# Latex prosthetics ~ help advice please



## the dogman (Jul 8, 2007)

That won't work with spirit gum.
Spirit gum is a cheap but terrible adhesive. The remover is also oil based so it will slowly eat the latex.
Try using medical style adhesives or getting some Pros-aide. Pros-aide can be removed and reactivated with isopropyl alcohol if you need to re-stick it and is very easy to apply. It holds quite very well, I used it for prosthetics last year and the only issue I ran into was that with my nose covered any hard breathing made the upper lip of the prosthetic come loose.


----------



## Spooky-Licious (Sep 4, 2011)

couldn't you adhere the pre-made prosthetic with more liquid latex? (o_0)


----------



## UnOrthodOx (Apr 24, 2007)

wolfie138 said:


> Hey all,
> just here to pick some brains and get advice for Hallowe'en.
> I'm going to the Alice Cooper concert on Hallowe'en and i've decided to go in makeup, as a half-burnt Severen from Near Dark :
> View attachment 85394
> ...



So, what you have is the makeup liquid latex? This kind of stuff?
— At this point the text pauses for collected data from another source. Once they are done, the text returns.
//! Display mode enumeration.
//!
//! Lists hardware display modes and manufactures the alpha/depth/stencil
//! combinations a caller may request on top of each one. The buffer sizes
//! are not checked against the hardware here; negotiation does that when a
//! display is actually created.

use crate::display::platform::DisplayPlatform;
use crate::display::types::{
    DisplayModeDescriptor, RawDisplayMode, ALPHA_BITS_CHOICES, COMBINATIONS_PER_MODE,
    DEPTH_BITS_CHOICES, STENCIL_BITS_CHOICES,
};

/// Query the platform and expand every true-colour mode.
///
/// Each call is a fresh query. Duplicate raw modes reported by the OS are
/// passed through as-is.
pub fn list_modes<P: DisplayPlatform + ?Sized>(platform: &P) -> Vec<DisplayModeDescriptor> {
    let raw_modes = platform.enumerate_raw_modes();
    let modes = expand_modes(&raw_modes);
    log::debug!(
        "enumerated {} raw display modes, {} descriptors",
        raw_modes.len(),
        modes.len()
    );
    modes
}

/// Expand raw modes, dropping indexed-colour ones.
#[must_use]
pub fn expand_modes(raw_modes: &[RawDisplayMode]) -> Vec<DisplayModeDescriptor> {
    let qualifying = raw_modes.iter().filter(|m| m.is_true_color());
    let mut out = Vec::with_capacity(raw_modes.len() * COMBINATIONS_PER_MODE);
    for raw in qualifying {
        out.extend(expand_mode(raw));
    }
    out
}

/// All buffer combinations for one raw mode, depth-major.
pub fn expand_mode(raw: &RawDisplayMode) -> impl Iterator<Item = DisplayModeDescriptor> + '_ {
    DEPTH_BITS_CHOICES.into_iter().flat_map(move |depth| {
        STENCIL_BITS_CHOICES.into_iter().flat_map(move |stencil| {
            ALPHA_BITS_CHOICES
                .into_iter()
                .map(move |alpha| DisplayModeDescriptor::from_raw(raw, alpha, depth, stencil))
        })
    })
}
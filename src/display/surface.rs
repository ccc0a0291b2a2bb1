//! Surface window host.
//!
//! Owns the one window and device context a display session renders into.
//! The window class is registered on first use and stays registered for the
//! life of the host. The window itself has no OS-drawn content; its message
//! handler only keeps the system from interrupting a fullscreen session.

use parking_lot::Mutex;

use crate::display::error::{RegistrationError, WindowCreationError};
use crate::display::platform::DisplayPlatform;
use crate::display::types::{
    DeviceContext, ModuleHandle, NativeWindow, WindowClassSpec, WindowHandle, WindowParams,
    WindowStyle,
};

/// `WM_*` message identifiers the filter cares about.
pub mod messages {
    pub const WM_PAINT: u32 = 0x000F;
    pub const WM_SYSCOMMAND: u32 = 0x0112;
    pub const SC_SCREENSAVE: usize = 0xF140;
    pub const SC_MONITORPOWER: usize = 0xF170;
}

/// What the window procedure does with a message.
#[derive(Debug, Clone, Copy, PartialEq, Eq)]
pub enum MessageDisposition {
    /// Return 0 without default processing.
    Intercept,
    /// Hand to the default window procedure.
    Forward,
}

/// Message filter for the surface window.
///
/// Screen saver and monitor power-down commands are swallowed, as are paint
/// requests. Everything else goes to the default handler.
#[must_use]
pub fn classify_message(message: u32, wparam: usize) -> MessageDisposition {
    match message {
        messages::WM_SYSCOMMAND => match wparam & 0xFFF0 {
            messages::SC_SCREENSAVE | messages::SC_MONITORPOWER => MessageDisposition::Intercept,
            _ => MessageDisposition::Forward,
        },
        messages::WM_PAINT => MessageDisposition::Intercept,
        _ => MessageDisposition::Forward,
    }
}

/// Lifecycle of the surface window.
pub struct SurfaceHost {
    class_name: String,
    title: String,
    class_registered: Mutex<bool>,
    window: Option<NativeWindow>,
}

impl SurfaceHost {
    #[must_use]
    pub fn new(class_name: impl Into<String>, title: impl Into<String>) -> Self {
        Self {
            class_name: class_name.into(),
            title: title.into(),
            class_registered: Mutex::new(false),
            window: None,
        }
    }

    #[must_use]
    pub fn class_name(&self) -> &str {
        &self.class_name
    }

    #[must_use]
    pub fn is_class_registered(&self) -> bool {
        *self.class_registered.lock()
    }

    /// Current window, if one exists.
    #[must_use]
    pub fn window(&self) -> Option<WindowHandle> {
        self.window.map(|w| w.window)
    }

    /// Device context of the current window.
    #[must_use]
    pub fn device_context(&self) -> Option<DeviceContext> {
        self.window.map(|w| w.device_context)
    }

    /// Register the window class unless an earlier call already did.
    pub fn ensure_window_class_registered<P: DisplayPlatform + ?Sized>(
        &self,
        platform: &mut P,
        module: ModuleHandle,
    ) -> Result<(), RegistrationError> {
        let mut registered = self.class_registered.lock();
        if *registered {
            return Ok(());
        }

        let spec = WindowClassSpec {
            class_name: self.class_name.clone(),
            module,
        };
        platform.register_window_class(&spec).map_err(|reason| {
            log::error!("failed to register window class: {}", reason);
            RegistrationError {
                class_name: self.class_name.clone(),
                reason,
            }
        })?;

        *registered = true;
        Ok(())
    }

    /// Create the surface window at the origin. Hides the system cursor on
    /// success.
    pub fn create_window<P: DisplayPlatform + ?Sized>(
        &mut self,
        platform: &mut P,
        width: u32,
        height: u32,
        fullscreen: bool,
        module: ModuleHandle,
    ) -> Result<WindowHandle, WindowCreationError> {
        let params = WindowParams {
            class_name: self.class_name.clone(),
            title: self.title.clone(),
            style: WindowStyle::for_fullscreen(fullscreen),
            x: 0,
            y: 0,
            width,
            height,
            module,
        };

        let window = platform.create_window(&params).map_err(|reason| {
            log::error!("failed to create window: {}", reason);
            WindowCreationError {
                width,
                height,
                reason,
            }
        })?;

        self.window = Some(window);
        platform.set_cursor_visible(false);
        log::debug!("created display window {:#x}", window.window.0);
        Ok(window.window)
    }

    /// Destroy the window if there is one, then make the cursor visible.
    pub fn destroy_window<P: DisplayPlatform + ?Sized>(&mut self, platform: &mut P) {
        if let Some(window) = self.window.take() {
            platform.destroy_window(window);
            log::debug!("destroyed display window {:#x}", window.window.0);
        }
        platform.set_cursor_visible(true);
    }
}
IMO (and there are other methods), the best way to get burn effects with this stuff is to do the effects right on the spot. It's typically so thin you're not going to get it off very cleanly. 

How I do it is paint the area with a base coat that you want your 'skin' to be. Apply the liquid latex beyond where you painted, and then with the palm of the hand stick and twist. It'll make holes and valley, and pull up the paint with it. Now the flesh is colored and the areas underneath are ready to be bloodied up. 
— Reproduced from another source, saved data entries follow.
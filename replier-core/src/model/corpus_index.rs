use std::collections::HashMap;
use std::sync::{Arc, mpsc};
use std::thread;

use log::{debug, info};
use rand::Rng;
use rand::seq::IndexedRandom;
use serde::Serialize;

use super::token::{Bigram, Token};
use super::transitions::Transitions;
use crate::config::{IndexOptions, Tokenization};
use crate::lang::stemmer::WordStemmer;
use crate::lang::tokenizer::{Tokenizer, clean_word};

/// Chunks per CPU when the build thread count is left to the machine.
const CHUNKS_PER_CPU: usize = 8;

/// Key counts of a built index.
#[derive(Serialize, Clone, Copy, Debug, Default, PartialEq, Eq)]
pub struct IndexStats {
	pub trigrams: usize,
	pub forward_keys: usize,
	pub backward_keys: usize,
	pub words: usize,
	pub seeds: usize,
}

/// Index under construction, possibly covering only a chunk of the corpus.
#[derive(Debug, Default)]
struct PartialIndex {
	forward: HashMap<Bigram, Transitions>,
	backward: HashMap<Bigram, Transitions>,
	word_lines: HashMap<String, Vec<Arc<str>>>,
	/// Forward keys opening a line, in the order they were first inserted.
	line_initials: Vec<Bigram>,
	trigrams: usize,
}

impl PartialIndex {
	/// Line-respecting build of a run of lines.
	fn from_lines<S: AsRef<str>>(lines: &[S], tokenizer: &Tokenizer) -> Self {
		let mut partial = Self::default();
		for line in lines {
			let line = line.as_ref();
			partial.add_line_words(line);
			partial.add_tokens(&tokenizer.line_tokens(line));
		}
		partial
	}

	/// Flattening build: one token stream for the whole corpus.
	fn from_stream<S: AsRef<str>>(lines: &[S], tokenizer: &Tokenizer) -> Self {
		let mut partial = Self::default();
		let mut stream = Vec::new();
		for line in lines {
			let line = line.as_ref();
			partial.add_line_words(line);
			stream.extend(tokenizer.line_tokens(line));
		}
		partial.add_tokens(&stream);
		partial
	}

	/// Records `line` under each of its whitespace-separated words.
	fn add_line_words(&mut self, line: &str) {
		let shared: Arc<str> = Arc::from(line);
		for word in line.split_whitespace() {
			let key = clean_word(word);
			if key.is_empty() {
				continue;
			}
			self.word_lines.entry(key).or_default().push(Arc::clone(&shared));
		}
	}

	fn add_tokens(&mut self, tokens: &[Token]) {
		for window in tokens.windows(3) {
			if let [one, two, three] = window {
				self.add_trigram(one, two, three);
			}
		}
	}

	fn add_trigram(&mut self, one: &Token, two: &Token, three: &Token) {
		let key = Bigram(one.clone(), two.clone());
		match self.forward.get_mut(&key) {
			Some(transitions) => transitions.add(three.clone()),
			None => {
				if key.is_line_initial() {
					self.line_initials.push(key.clone());
				}
				let mut transitions = Transitions::new();
				transitions.add(three.clone());
				self.forward.insert(key, transitions);
			}
		}

		self.backward
			.entry(Bigram(two.clone(), three.clone()))
			.or_default()
			.add(one.clone());
		self.trigrams += 1;
	}

	/// Appends a partial index covering the lines that follow this one.
	///
	/// Line initials unknown to `self` keep their relative order, so merging
	/// chunks in corpus order reproduces the sequential insertion order.
	fn merge(&mut self, other: PartialIndex) {
		for key in other.line_initials {
			if !self.forward.contains_key(&key) {
				self.line_initials.push(key);
			}
		}
		for (key, transitions) in other.forward {
			self.forward.entry(key).or_default().merge(transitions);
		}
		for (key, transitions) in other.backward {
			self.backward.entry(key).or_default().merge(transitions);
		}
		for (word, lines) in other.word_lines {
			self.word_lines.entry(word).or_default().extend(lines);
		}
		self.trigrams += other.trigrams;
	}
}

/// Immutable trigram indexes of a corpus.
///
/// Built once, then only read: any number of generations may share one
/// index without locking.
///
/// # Invariants
/// - Forward and backward maps come from the same token stream: a trigram
///   `(a, b, c)` puts `c` under `forward[(a, b)]` and `a` under
///   `backward[(b, c)]`
/// - Transition lists keep duplicates
/// - Every seed is a forward key opening a line
#[derive(Debug, Default)]
pub struct CorpusIndex {
	forward: HashMap<Bigram, Transitions>,
	backward: HashMap<Bigram, Transitions>,
	word_lines: HashMap<String, Vec<Arc<str>>>,
	/// One line-initial bigram per stem.
	seeds: Vec<Bigram>,
	seed_by_stem: HashMap<String, usize>,
	trigrams: usize,
}

impl CorpusIndex {
	/// An index with no entries; every lookup misses.
	pub fn empty() -> Self {
		Self::default()
	}

	/// Builds all indexes from corpus lines.
	///
	/// # Behavior
	/// - Tokenizes according to `options.tokenization`.
	/// - With more than one build thread, the line-respecting build splits
	///   the corpus into chunks, builds them on scoped threads and merges
	///   the partial indexes in corpus order.
	/// - Stems the second word of every line-initial key into the seed map;
	///   a later key with the same stem replaces the earlier one.
	pub fn build<S>(
		lines: &[S],
		tokenizer: &Tokenizer,
		stemmer: &dyn WordStemmer,
		options: &IndexOptions,
	) -> Self
	where
		S: AsRef<str> + Sync,
	{
		let chunks = match options.build_threads {
			0 => num_cpus::get() * CHUNKS_PER_CPU,
			n => n,
		};
		info!(
			"Building corpus index from {} lines ({:?}, {} chunk(s))",
			lines.len(),
			options.tokenization,
			chunks
		);

		let partial = match options.tokenization {
			Tokenization::CorpusFlattening => PartialIndex::from_stream(lines, tokenizer),
			Tokenization::LineRespecting if chunks > 1 => Self::build_chunked(lines, tokenizer, chunks),
			Tokenization::LineRespecting => PartialIndex::from_lines(lines, tokenizer),
		};

		let index = Self::finish(partial, stemmer);
		let stats = index.stats();
		info!(
			"Corpus index ready: {} trigrams, {} forward keys, {} backward keys, {} words, {} seeds",
			stats.trigrams, stats.forward_keys, stats.backward_keys, stats.words, stats.seeds
		);
		index
	}

	/// Builds line chunks concurrently and merges them in corpus order.
	fn build_chunked<S>(lines: &[S], tokenizer: &Tokenizer, chunks: usize) -> PartialIndex
	where
		S: AsRef<str> + Sync,
	{
		let chunk_size = lines.len().div_ceil(chunks).max(1);

		let (tx, rx) = mpsc::channel();
		thread::scope(|scope| {
			for (chunk_id, chunk) in lines.chunks(chunk_size).enumerate() {
				let tx = tx.clone();
				scope.spawn(move || {
					let partial = PartialIndex::from_lines(chunk, tokenizer);
					// The receiver lives until every worker is joined
					let _ = tx.send((chunk_id, partial));
				});
			}
		});
		drop(tx);

		let mut partials: Vec<(usize, PartialIndex)> = rx.iter().collect();
		partials.sort_by_key(|(chunk_id, _)| *chunk_id);
		debug!("Merging {} partial indexes", partials.len());

		let mut merged = PartialIndex::default();
		for (_, partial) in partials {
			merged.merge(partial);
		}
		merged
	}

	fn finish(partial: PartialIndex, stemmer: &dyn WordStemmer) -> Self {
		let mut seeds: Vec<Bigram> = Vec::new();
		let mut seed_by_stem: HashMap<String, usize> = HashMap::new();

		for key in partial.line_initials {
			let Some(word) = key.1.as_word() else {
				continue;
			};
			let stem = stemmer.stem(word);
			match seed_by_stem.get(&stem) {
				// One seed per stem: the later line start wins
				Some(&slot) => seeds[slot] = key,
				None => {
					seed_by_stem.insert(stem, seeds.len());
					seeds.push(key);
				}
			}
		}

		Self {
			forward: partial.forward,
			backward: partial.backward,
			word_lines: partial.word_lines,
			seeds,
			seed_by_stem,
			trigrams: partial.trigrams,
		}
	}

	/// Continuations observed after `key`.
	pub fn forward(&self, key: &Bigram) -> Option<&Transitions> {
		self.forward.get(key)
	}

	/// Tokens observed before `key`.
	pub fn backward(&self, key: &Bigram) -> Option<&Transitions> {
		self.backward.get(key)
	}

	/// True if the forward walk can leave `key`.
	pub fn has_continuation(&self, key: &Bigram) -> bool {
		self.forward.get(key).is_some_and(|t| !t.is_empty())
	}

	/// Seed stored for a stem.
	pub fn seed_for_stem(&self, stem: &str) -> Option<&Bigram> {
		self.seed_by_stem.get(stem).map(|&slot| &self.seeds[slot])
	}

	/// Uniformly chosen seed, `None` when the corpus produced no seed.
	pub fn random_seed<R: Rng + ?Sized>(&self, rng: &mut R) -> Option<&Bigram> {
		self.seeds.choose(rng)
	}

	/// `(stem, seed)` pairs of the seed map.
	pub fn seeds(&self) -> impl Iterator<Item=(&str, &Bigram)> {
		self.seed_by_stem
			.iter()
			.map(|(stem, &slot)| (stem.as_str(), &self.seeds[slot]))
	}

	/// Raw corpus lines containing the cleaned `word`, one entry per occurrence.
	pub fn lines_with_word(&self, word: &str) -> Option<&[Arc<str>]> {
		self.word_lines.get(&clean_word(word)).map(Vec::as_slice)
	}

	pub fn forward_entries(&self) -> impl Iterator<Item=(&Bigram, &Transitions)> {
		self.forward.iter()
	}

	pub fn backward_entries(&self) -> impl Iterator<Item=(&Bigram, &Transitions)> {
		self.backward.iter()
	}

	pub fn is_empty(&self) -> bool {
		self.forward.is_empty()
	}

	pub fn stats(&self) -> IndexStats {
		IndexStats {
			trigrams: self.trigrams,
			forward_keys: self.forward.len(),
			backward_keys: self.backward.len(),
			words: self.word_lines.len(),
			seeds: self.seeds.len(),
		}
	}
}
this will yield this kind of look: (from a very quick demonstration I made for some local soccer moms so their kids could be zombies, just colors I had on hand in probably 10 minutes.)
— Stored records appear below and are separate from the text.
use std::collections::HashMap;
use std::env;
use std::sync::{Arc, Mutex};

use actix_cors::Cors;
use actix_web::middleware::Logger;
use actix_web::{get, put, web, App, HttpResponse, HttpServer, Responder};
use log::{debug, info, warn};
use serde::Deserialize;

use replier_core::image_search::{HttpImageSearch, ImageSearch};
use replier_core::io::load_config;
use replier_core::{Engine, Replier, ReplierConfig, Seed};

const DEFAULT_CORPUS: &str = "./data/messages.txt";
const DEFAULT_BIND: &str = "127.0.0.1:5000";
const DEFAULT_CONVERSATION: &str = "default";
const DEFAULT_MAX_SESSIONS: usize = 1024;

/// Query parameters for the `/v1/respond` endpoint
#[derive(Deserialize)]
struct RespondParams {
	message: String,
	conversation: Option<String>
}

/// Query parameters for the `/v1/generate` endpoint
#[derive(Deserialize)]
struct GenerateParams {
	seed: Option<String> // -> none, custom(text), relevant(text) or pairs(text)
}

#[derive(Deserialize)]
struct ResetParams {
	conversation: Option<String>
}

enum SeedRequest {
	Random,
	Custom(String),
	Relevant(String),
	Pairs(String),
}

struct Session {
	replier: Arc<Mutex<Replier>>,
	last_used: u64,
}

/// Conversation repliers, bounded by evicting the least recently used one.
struct Sessions {
	capacity: usize,
	clock: u64,
	entries: HashMap<String, Session>,
}

struct SharedData {
	engine: Arc<Engine>,
	config: ReplierConfig,
	images: Option<Arc<dyn ImageSearch>>,
	sessions: Mutex<Sessions>
}

impl GenerateParams {
	/// Determines how the generated message is seeded.
	fn seed_request(&self) -> Result<SeedRequest, String> {
		let Some(s) = &self.seed else {
			return Ok(SeedRequest::Random);
		};
		if s.to_lowercase() == "none" {
			return Ok(SeedRequest::Random);
		}

		let (kind, value) = match s.split_once(':') {
			Some((kind, value)) => (kind.to_lowercase(), value),
			None => return Err("Seed must start with 'custom:', 'relevant:' or 'pairs:' or be 'none'".into()),
		};
		if value.trim().is_empty() {
			return Err(format!("{} seed cannot be empty", kind));
		}
		match kind.as_str() {
			"custom" => Ok(SeedRequest::Custom(value.to_owned())),
			"relevant" => Ok(SeedRequest::Relevant(value.to_owned())),
			"pairs" => Ok(SeedRequest::Pairs(value.to_owned())),
			_ => Err("Seed must start with 'custom:', 'relevant:' or 'pairs:' or be 'none'".into()),
		}
	}
}
use rust_stemmers::{Algorithm, Stemmer};

/// Maps a lowercase word to its stem.
///
/// Corpus seeds and message words must go through the same implementation
/// or relevance lookups never match.
pub trait WordStemmer: Send + Sync {
	fn stem(&self, word: &str) -> String;
}

/// Snowball Russian stemmer.
pub struct SnowballStemmer {
	inner: Stemmer,
}

impl SnowballStemmer {
	pub fn russian() -> Self {
		Self { inner: Stemmer::create(Algorithm::Russian) }
	}
}

impl Default for SnowballStemmer {
	fn default() -> Self {
		Self::russian()
	}
}

impl WordStemmer for SnowballStemmer {
	fn stem(&self, word: &str) -> String {
		self.inner.stem(&word.to_lowercase()).into_owned()
	}
}

#[cfg(test)]
mod tests {
	use super::*;

	#[test]
	fn inflected_forms_share_a_stem() {
		let stemmer = SnowballStemmer::russian();
		assert_eq!(stemmer.stem("кошка"), stemmer.stem("кошки"));
		assert_eq!(stemmer.stem("Кошку"), stemmer.stem("кошкой"));
	}

	#[test]
	fn punctuation_is_left_alone() {
		let stemmer = SnowballStemmer::russian();
		assert_eq!(stemmer.stem(","), ",");
	}
}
Anywhere that's red is where the latex took the makeup with it. 

The tissue method is good if you want a blister, or some skin hanging, or an area to move. Try to adhere a tissue to your cheek and watch as you talk for instance...it's quite the effect. 

As the dogman says, STAY AWAY FROM SPIRIT GUM. Get some medical adhesive. (you might go ask in the hospital. Check the NICU, they glue the tubes to the babies so they dont rip em out...) It doesn't hurt to have some of that to help the latex stay on. 

Latex is pretty adhesive on it's own, but your sweat, and oils in your skin will eventually cause it to come off. 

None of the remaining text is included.